**PROMPT**
Pull each line holding the word "TranscriptReady" from the data.

**DATA FOR THIS EXERCISE**
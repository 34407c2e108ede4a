//! Terminal status view.
//!
//! Subscribes to the event bus and prints one line per event a user would
//! notice: state changes, countdown, transcript, reply and model status.

use palma_core::{GestureLabel, PalmaEvent};
use tokio::sync::broadcast;
use tokio::sync::broadcast::error::RecvError;
use tracing::warn;

/// Status line for `event`, or `None` for events the view does not show.
pub fn describe(event: &PalmaEvent) -> Option<String> {
    match event {
        PalmaEvent::StateChanged { to, .. } => Some(match to.hint() {
            Some(hint) => format!("[{}] {}", to.label(), hint),
            None => format!("[{}]", to.label()),
        }),
        PalmaEvent::GestureChanged { gesture, .. } if *gesture != GestureLabel::None => {
            Some(format!("Gesto: {} ({})", gesture.description(), gesture))
        }
        PalmaEvent::CountdownTick { remaining, .. } => Some(format!("{}...", remaining)),
        PalmaEvent::TranscriptReady { text: Some(text), .. } => Some(format!("Você: {}", text)),
        PalmaEvent::TranscriptReady { text: None, .. } => Some("Erro na transcrição".to_string()),
        PalmaEvent::ReplyReady { text, .. } => Some(format!("Assistente: {}", text)),
        PalmaEvent::VoiceModelStatus { ready, .. } => Some(format!(
            "Whisper: {}",
            if *ready { "OK" } else { "OFF" }
        )),
        _ => None,
    }
}

/// Print status lines until the bus closes.
pub async fn render(mut rx: broadcast::Receiver<PalmaEvent>) {
    loop {
        match rx.recv().await {
            Ok(event) => {
                if let Some(line) = describe(&event) {
                    println!("{}", line);
                }
            }
            Err(RecvError::Lagged(skipped)) => {
                warn!(skipped, "Status view fell behind");
            }
            Err(RecvError::Closed) => break,
        }
    }
}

**OUTPUT BELOW**
        PalmaEvent::TranscriptReady { text: Some(text), .. } => Some(format!("Você: {}", text)),
        PalmaEvent::TranscriptReady { text: None, .. } => Some("Erro na transcrição".to_string()),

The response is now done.